» The problem: Return the count of lines in the following records that include "compact", and nothing more.

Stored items
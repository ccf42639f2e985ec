//! The compact JSON serializer.

use alloc::string::String;

use crate::array::Array;
use crate::object::Object;
use crate::value::Value;

/// Serializes `value` into compact JSON text.
///
/// The output contains no extraneous whitespace, and parsing it back yields
/// a tree equal to `value`. Numbers are written with the fewest digits that
/// still round-trip to the identical double. The one exception to the
/// round-trip guarantee: JSON has no lexical form for NaN or infinity, so a
/// programmatically constructed non-finite number serializes as `null`.
///
/// # Examples
///
/// ```rust
/// use jsondom::{json, stringify};
///
/// let value = json!({"k": [1.5, null, "a\tb"]});
/// assert_eq!(stringify(&value), r#"{"k":[1.5,null,"a\tb"]}"#);
/// ```
#[must_use]
pub fn stringify(value: &Value) -> String {
    let mut out = String::new();
    write_value(&mut out, value);
    out
}

fn write_value(out: &mut String, value: &Value) {
    match value {
        Value::Null => out.push_str("null"),
        Value::Boolean(true) => out.push_str("true"),
        Value::Boolean(false) => out.push_str("false"),
        Value::Number(number) => write_number(out, *number),
        Value::String(string) => write_string(out, string),
        Value::Array(array) => write_array(out, array),
        Value::Object(object) => write_object(out, object),
    }
}

fn write_number(out: &mut String, number: f64) {
    if number.is_finite() {
        out.push_str(ryu::Buffer::new().format_finite(number));
    } else {
        out.push_str("null");
    }
}

const HEX_DIGITS: &[u8; 16] = b"0123456789ABCDEF";

fn write_string(out: &mut String, string: &str) {
    out.push('"');
    for c in string.chars() {
        match c {
            '"' => out.push_str("\\\""),
            '\\' => out.push_str("\\\\"),
            '\u{0008}' => out.push_str("\\b"),
            '\u{000C}' => out.push_str("\\f"),
            '\n' => out.push_str("\\n"),
            '\r' => out.push_str("\\r"),
            '\t' => out.push_str("\\t"),
            c if (c as u32) < 0x20 => {
                // Control characters without a short escape; always in the
                // \u00XX range.
                let code = c as usize;
                out.push_str("\\u00");
                out.push(HEX_DIGITS[code >> 4] as char);
                out.push(HEX_DIGITS[code & 0xF] as char);
            }
            c => out.push(c),
        }
    }
    out.push('"');
}

fn write_array(out: &mut String, array: &Array) {
    out.push('[');
    for (index, element) in array.iter().enumerate() {
        if index > 0 {
            out.push(',');
        }
        write_value(out, element);
    }
    out.push(']');
}

fn write_object(out: &mut String, object: &Object) {
    out.push('{');
    for (index, member) in object.iter().enumerate() {
        if index > 0 {
            out.push(',');
        }
        write_string(out, member.key());
        out.push(':');
        write_value(out, member.value());
    }
    out.push('}');
}
//! `serde::Serialize` for [`Value`].

use serde::ser::{Serialize, SerializeMap, SerializeSeq, Serializer};

use crate::value::Value;

impl Serialize for Value {
    fn serialize<S>(&self, serializer: S) -> Result<S::Ok, S::Error>
    where
        S: Serializer,
    {
        match self {
            Value::Null => serializer.serialize_unit(),
            Value::Boolean(b) => serializer.serialize_bool(*b),
            Value::Number(n) => serializer.serialize_f64(*n),
            Value::String(s) => serializer.serialize_str(s),
            Value::Array(array) => {
                let mut seq = serializer.serialize_seq(Some(array.len()))?;
                for element in array {
                    seq.serialize_element(element)?;
                }
                seq.end()
            }
            Value::Object(object) => {
                let mut map = serializer.serialize_map(Some(object.len()))?;
                for member in object {
                    map.serialize_entry(member.key(), member.value())?;
                }
                map.end()
            }
        }
    }
}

» The answer: 2